Christl Novakovic, head of wealth management for Europe at UBS, said: “Digital platforms can increase price transparency and broaden the base of new buyers at different price levels. Strengthening this digital community globally may be essential for the health of the market in the future.”
On the surface this makes sense, millennials are accustomed to making significant purchases online, the older ones are reaching 40 and some are beginning to accumulate wealth.
In practice, most millennials have limited wealth and often view art as a consumer product for decoration rather than an investment. The owner of a London gallery explains, “Millennials do not collect art, it is a generation with less wealth than our parents. Those who see art as an investment have a family history in art, it is rare that we see a Latin American with that level of wealth.”
“Millennials do not collect art, it is a generation with less wealth than our parents.”
Owner, London gallery
So Latin American millennials aren’t trading Van Gogh’s but that doesn’t mean they are not keen investors in art. What about more modest investments? A Lima-based curator describes her view of the market, “There is a noticeable growth in interest from this generation, especially around emerging artists who are more relatable and accessible. These new buyers are not just interested in aesthetics, they want to get to know the artists and their life and they want diversity.”
The trend towards lower value pieces found through digital platforms is widely observed, for example, a gallery owner in Peru tells us, “Yes, we have sold more during the pandemic as people want to refresh their houses during lockdowns but the average sale price has dropped.

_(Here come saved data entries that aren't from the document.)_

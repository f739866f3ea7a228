pub mod browser;
pub mod help_overlay;
pub mod log_panel;
pub mod now_playing;
pub mod speaker_list;
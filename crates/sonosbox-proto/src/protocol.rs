use serde::{Deserialize, Serialize};

use crate::path::{encode_path, BrowsePath};

/// Status of one speaker as reported by `/api/speakers/`.
#[derive(Debug, Clone, Serialize, Deserialize, PartialEq, Default)]
pub struct SpeakerStatus {
    /// Device address; identifies the speaker in every control endpoint.
    #[serde(rename = "ip")]
    pub address: String,
    #[serde(rename = "trackname", default)]
    pub track_name: String,
    #[serde(rename = "trackelapsed", default)]
    pub track_elapsed_secs: u32,
    #[serde(rename = "trackduration", default)]
    pub track_duration_secs: u32,
    #[serde(default)]
    pub volume: Option<u16>,
    #[serde(default)]
    pub is_playing: bool,
}

impl SpeakerStatus {
    /// Track progress scaled to 0..=100. A zero duration reads as 0 %.
    pub fn progress_percent(&self) -> f64 {
        if self.track_duration_secs == 0 {
            return 0.0;
        }
        let pct = self.track_elapsed_secs as f64 / self.track_duration_secs as f64 * 100.0;
        pct.clamp(0.0, 100.0)
    }

    /// One-line summary used by the per-speaker action list:
    /// `address (track [elapsed / duration]s)`.
    pub fn summary(&self) -> String {
        format!(
            "{} ({} [{} / {}]s)",
            self.address, self.track_name, self.track_elapsed_secs, self.track_duration_secs
        )
    }
}

/// Transport actions accepted by `/api/control/playback/{address}/{action}`.
#[derive(Debug, Clone, Copy, PartialEq, Eq, Hash, Serialize, Deserialize)]
pub enum TransportAction {
    Play,
    Pause,
    Stop,
    Next,
    Previous,
    QueueClear,
    VolumeUp,
    VolumeDown,
}

impl TransportAction {
    /// Path segment understood by the service.
    pub fn as_str(self) -> &'static str {
        match self {
            Self::Play => "play",
            Self::Pause => "pause",
            Self::Stop => "stop",
            Self::Next => "next",
            Self::Previous => "previous",
            Self::QueueClear => "queue-clear",
            Self::VolumeUp => "v-inc",
            Self::VolumeDown => "v-dec",
        }
    }

    pub fn volume(increase: bool) -> Self {
        if increase {
            Self::VolumeUp
        } else {
            Self::VolumeDown
        }
    }

    pub fn is_volume(self) -> bool {
        matches!(self, Self::VolumeUp | Self::VolumeDown)
    }
}

/// How a file is handed to a speaker.
#[derive(Debug, Clone, Copy, PartialEq, Eq, Serialize, Deserialize)]
pub enum PlayMode {
    /// Replace the current track and start playing.
    Play,
    /// Queue the file to play after the current track.
    Next,
}

impl PlayMode {
    pub fn as_str(self) -> &'static str {
        match self {
            Self::Play => "play",
            Self::Next => "next",
        }
    }
}

/// Every endpoint the client talks to. `path()` renders the request path
/// relative to the server base URL.
#[derive(Debug, Clone, Copy, PartialEq)]
pub enum Endpoint<'a> {
    FileList(&'a BrowsePath),
    /// All speakers.
    Speakers,
    /// One speaker; an empty address behaves like `Speakers`.
    Speaker(&'a str),
    Control {
        mode: PlayMode,
        address: &'a str,
        path: &'a str,
    },
    Playback {
        address: &'a str,
        action: TransportAction,
    },
}

impl Endpoint<'_> {
    pub fn path(&self) -> String {
        match self {
            Endpoint::FileList(path) => {
                let listing = BrowsePath::for_listing(path.as_str());
                format!("/api/filelist{}", listing.encoded())
            }
            Endpoint::Speakers => "/api/speakers/".to_string(),
            Endpoint::Speaker(address) => {
                format!("/api/speakers/{}", urlencoding::encode(address))
            }
            Endpoint::Control {
                mode,
                address,
                path,
            } => {
                let path = path.strip_prefix('/').unwrap_or(path);
                format!(
                    "/api/control/{}/{}/{}",
                    mode.as_str(),
                    urlencoding::encode(address),
                    encode_path(path)
                )
            }
            Endpoint::Playback { address, action } => format!(
                "/api/control/playback/{}/{}",
                urlencoding::encode(address),
                action.as_str()
            ),
        }
    }
}
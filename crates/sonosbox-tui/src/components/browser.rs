//! Browser component. The main list shows directory entries or, after `o`,
//! every speaker with play/next actions for one file.
//!
//! Local state only (selection, scroll, pending marker jump). The list
//! contents come from `AppState::data_list` and are resynced whenever
//! `data_rev` changes.

use ratatui::crossterm::event::{
    KeyCode, KeyEvent, KeyEventKind, MouseButton, MouseEvent, MouseEventKind,
};
use ratatui::{
    layout::{Constraint, Direction, Layout, Rect},
    style::{Modifier, Style},
    text::{Line, Span},
    widgets::{List, ListItem, ListState, Paragraph},
    Frame,
};
use sonosbox_proto::listing::{entry_id, TOP_MARKER};
use sonosbox_proto::{BrowsePath, PlayMode, SpeakerStatus};

use crate::{
    action::Action,
    app_state::{AppState, DataList},
    component::Component,
    theme::{
        C_DIRECTORY, C_MARKER, C_MUTED, C_PLAYING, C_PRIMARY, C_SECONDARY, C_SELECTION_BG,
    },
    widgets::{
        pane_chrome::{pane_chrome, Badge},
        scrollable_list::ScrollableList,
        text::truncate_to_width,
    },
};

const MARKER_COLUMN_WIDTH: u16 = 3;

#[derive(Debug, Clone)]
enum Row {
    Entry(String),
    Speaker(SpeakerStatus),
}

pub struct Browser {
    list: ScrollableList<Row>,
    list_state: ListState,
    synced_rev: u64,
    /// `'` was pressed; the next key picks a marker.
    awaiting_marker: bool,
    /// Where the rows and the marker column were last drawn, for mouse hits.
    list_area: Rect,
    marker_area: Rect,
}

impl Browser {
    pub fn new() -> Self {
        Self {
            list: ScrollableList::new(),
            list_state: ListState::default(),
            synced_rev: 0,
            awaiting_marker: false,
            list_area: Rect::default(),
            marker_area: Rect::default(),
        }
    }

    /// True while a marker jump is pending and keys must reach the browser first.
    pub fn is_awaiting_marker(&self) -> bool {
        self.awaiting_marker
    }

    fn sync(&mut self, state: &AppState) {
        if self.synced_rev == state.data_rev {
            return;
        }
        self.synced_rev = state.data_rev;
        let rows = match &state.data_list {
            DataList::Empty => Vec::new(),
            DataList::Files(listing) => listing.entries.iter().cloned().map(Row::Entry).collect(),
            DataList::Speakers { rows, .. } => rows.iter().cloned().map(Row::Speaker).collect(),
        };
        self.list.set_items(rows);
        self.awaiting_marker = false;
    }

    /// Jump to the marker labelled `key` (`○` is the top).
    fn jump(&mut self, key: char, state: &AppState) {
        let target = match state.listing() {
            Some(listing) => listing.jump_target(key),
            None if key == TOP_MARKER => Some(0),
            None => None,
        };
        if let Some(index) = target {
            self.list.select(index);
        }
    }

    /// Activate the selected row with Enter (or a click).
    fn activate(&self, state: &AppState) -> Vec<Action> {
        match self.list.selected_item() {
            Some(Row::Entry(name)) => vec![Action::OpenEntry(entry_id(name))],
            Some(Row::Speaker(_)) => self.speaker_action(PlayMode::Play, state),
            None => vec![],
        }
    }

    fn speaker_action(&self, mode: PlayMode, state: &AppState) -> Vec<Action> {
        match (self.list.selected_item(), &state.data_list) {
            (Some(Row::Speaker(row)), DataList::Speakers { target, .. }) => {
                vec![Action::PlayOrNext {
                    speaker: row.address.clone(),
                    path: target.clone(),
                    mode,
                }]
            }
            _ => vec![],
        }
    }

    /// Offer the selected file to every speaker.
    fn show_speakers(&self, state: &AppState) -> Vec<Action> {
        match self.list.selected_item() {
            Some(Row::Entry(name)) if !name.ends_with('/') => {
                let path = state.info_bar.join(name);
                vec![Action::ShowSpeakers(path.control_path().to_string())]
            }
            _ => vec![],
        }
    }

    /// Leave the speaker action list for the directory holding its file.
    fn close_speakers(state: &AppState) -> Vec<Action> {
        match &state.data_list {
            DataList::Speakers { target, .. } => {
                vec![Action::ListFiles(BrowsePath::for_listing(target).parent())]
            }
            _ => vec![],
        }
    }

    fn marker_labels(state: &AppState) -> Vec<String> {
        match state.listing() {
            Some(listing) => listing.marker_labels(),
            None => vec![TOP_MARKER.to_string()],
        }
    }
}

impl Default for Browser {
    fn default() -> Self {
        Self::new()
    }
}

impl Component for Browser {
    fn handle_key(&mut self, key: KeyEvent, state: &AppState) -> Vec<Action> {
        if key.kind == KeyEventKind::Release {
            return vec![];
        }
        self.sync(state);

        if self.awaiting_marker {
            self.awaiting_marker = false;
            if let KeyCode::Char(c) = key.code {
                self.jump(c, state);
            }
            return vec![];
        }

        let showing_speakers = matches!(state.data_list, DataList::Speakers { .. });
        match key.code {
            KeyCode::Char('k') => self.list.select_up(1),
            KeyCode::Char('j') => self.list.select_down(1),
            KeyCode::PageUp => self.list.select_up(10),
            KeyCode::PageDown => self.list.select_down(10),
            KeyCode::Home | KeyCode::Char('g') => self.list.select_first(),
            KeyCode::End | KeyCode::Char('G') => self.list.select_last(),
            KeyCode::Char('\'') if !showing_speakers => self.awaiting_marker = true,

            KeyCode::Enter => return self.activate(state),
            KeyCode::Char('n') if showing_speakers => {
                return self.speaker_action(PlayMode::Next, state);
            }
            KeyCode::Char('o') if !showing_speakers => return self.show_speakers(state),
            KeyCode::Esc if showing_speakers => return Self::close_speakers(state),
            KeyCode::Backspace | KeyCode::Char('h') => {
                return if showing_speakers {
                    Self::close_speakers(state)
                } else {
                    vec![Action::NavigateUp]
                };
            }
            _ => {}
        }
        vec![]
    }

    fn handle_mouse(&mut self, event: MouseEvent, _area: Rect, state: &AppState) -> Vec<Action> {
        self.sync(state);
        match event.kind {
            MouseEventKind::ScrollUp => self.list.select_up(1),
            MouseEventKind::ScrollDown => self.list.select_down(1),
            MouseEventKind::Down(MouseButton::Left) => {
                if contains(self.marker_area, event.column, event.row) {
                    let slot = (event.row - self.marker_area.y) as usize;
                    let labels = Self::marker_labels(state);
                    if let Some(c) = labels.get(slot).and_then(|l| l.chars().next()) {
                        self.jump(c, state);
                    }
                } else if contains(self.list_area, event.column, event.row) {
                    let row = (event.row - self.list_area.y) as usize;
                    if self.list.handle_click(row) {
                        return self.activate(state);
                    }
                }
            }
            _ => {}
        }
        vec![]
    }

    fn on_action(&mut self, action: &Action, state: &AppState) -> Vec<Action> {
        if let Action::ListFiles(_) | Action::ShowSpeakers(_) = action {
            self.awaiting_marker = false;
        }
        self.sync(state);
        vec![]
    }

    fn draw(&mut self, frame: &mut Frame, area: Rect, focused: bool, state: &AppState) {
        self.sync(state);

        let title = if state.description.is_empty() {
            "files"
        } else {
            state.description.as_str()
        };
        let badge = self.awaiting_marker.then_some(Badge {
            text: "JUMP",
            color: C_MARKER,
        });
        let block = pane_chrome(title, Some('1'), focused, badge);
        let inner = block.inner(area);
        frame.render_widget(block, area);

        let cols = Layout::default()
            .direction(Direction::Horizontal)
            .constraints([Constraint::Min(0), Constraint::Length(MARKER_COLUMN_WIDTH)])
            .split(inner);
        self.list_area = cols[0];
        self.marker_area = cols[1];

        self.draw_markers(frame, state);

        if self.list.is_empty() {
            let hint = match state.data_list {
                DataList::Empty => "  waiting for the service…",
                DataList::Files(_) => "  empty directory",
                DataList::Speakers { .. } => "  no speakers found",
            };
            frame.render_widget(
                Paragraph::new(Span::styled(hint, Style::default().fg(C_MUTED))),
                self.list_area,
            );
            return;
        }

        let content_h = self.list_area.height as usize;
        let name_w = self.list_area.width.saturating_sub(4) as usize;
        self.list.ensure_visible(content_h);
        let selected = self.list.selected;
        let listing = state.listing();

        let items: Vec<ListItem> = self
            .list
            .visible_items(content_h)
            .into_iter()
            .map(|(idx, row)| {
                let is_selected = idx == selected;
                let line = match row {
                    Row::Entry(name) => {
                        let marker = listing
                            .and_then(|l| l.marker_at(idx))
                            .map(|m| m.label())
                            .unwrap_or_default();
                        let is_dir = name.ends_with('/');
                        let color = if is_dir {
                            C_DIRECTORY
                        } else if is_selected {
                            C_PRIMARY
                        } else {
                            C_SECONDARY
                        };
                        let mut style = Style::default().fg(color);
                        if is_selected {
                            style = style.add_modifier(Modifier::BOLD);
                        }
                        Line::from(vec![
                            Span::styled(format!("{:<2}", marker), Style::default().fg(C_MARKER)),
                            Span::styled(if is_dir { "▸ " } else { "  " }, Style::default().fg(C_DIRECTORY)),
                            Span::styled(truncate_to_width(name, name_w), style),
                        ])
                    }
                    Row::Speaker(status) => {
                        let icon = if status.is_playing { "▶ " } else { "  " };
                        Line::from(vec![
                            Span::styled(format!("  {}", icon), Style::default().fg(C_PLAYING)),
                            Span::styled(
                                truncate_to_width(&status.summary(), name_w.saturating_sub(20)),
                                Style::default().fg(if is_selected { C_PRIMARY } else { C_SECONDARY }),
                            ),
                            Span::styled("  ⏎ play  n next", Style::default().fg(C_MUTED)),
                        ])
                    }
                };
                let bg = if is_selected {
                    Style::default().bg(C_SELECTION_BG)
                } else {
                    Style::default()
                };
                ListItem::new(line).style(bg)
            })
            .collect();

        let list = List::new(items)
            .highlight_style(Style::default())
            .highlight_symbol("");
        self.list_state
            .select(Some(selected.saturating_sub(self.list.scroll_offset)));
        frame.render_stateful_widget(list, self.list_area, &mut self.list_state);
    }
}

impl Browser {
    fn draw_markers(&self, frame: &mut Frame, state: &AppState) {
        let lines: Vec<Line> = Self::marker_labels(state)
            .into_iter()
            .take(self.marker_area.height as usize)
            .map(|label| Line::from(Span::styled(format!(" {}", label), Style::default().fg(C_MARKER))))
            .collect();
        frame.render_widget(Paragraph::new(lines), self.marker_area);
    }
}

fn contains(area: Rect, column: u16, row: u16) -> bool {
    column >= area.x && column < area.x + area.width && row >= area.y && row < area.y + area.height
}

Digital platforms help to build awareness but sales are still directly managed by the galleries.”
“The galleries have expanded their audience through social media and this is bringing a new type of buyer.”
The organiser of ARTLima believes that growing interest from millennials is also being driven by galleries changing their behaviour. “The galleries have expanded their audience through social media and this is bringing a new type of buyer.”
It will be interesting to see if galleries can establish a high-volume, low-value business for this new generation of buyers alongside their traditional high-value, low-volume model.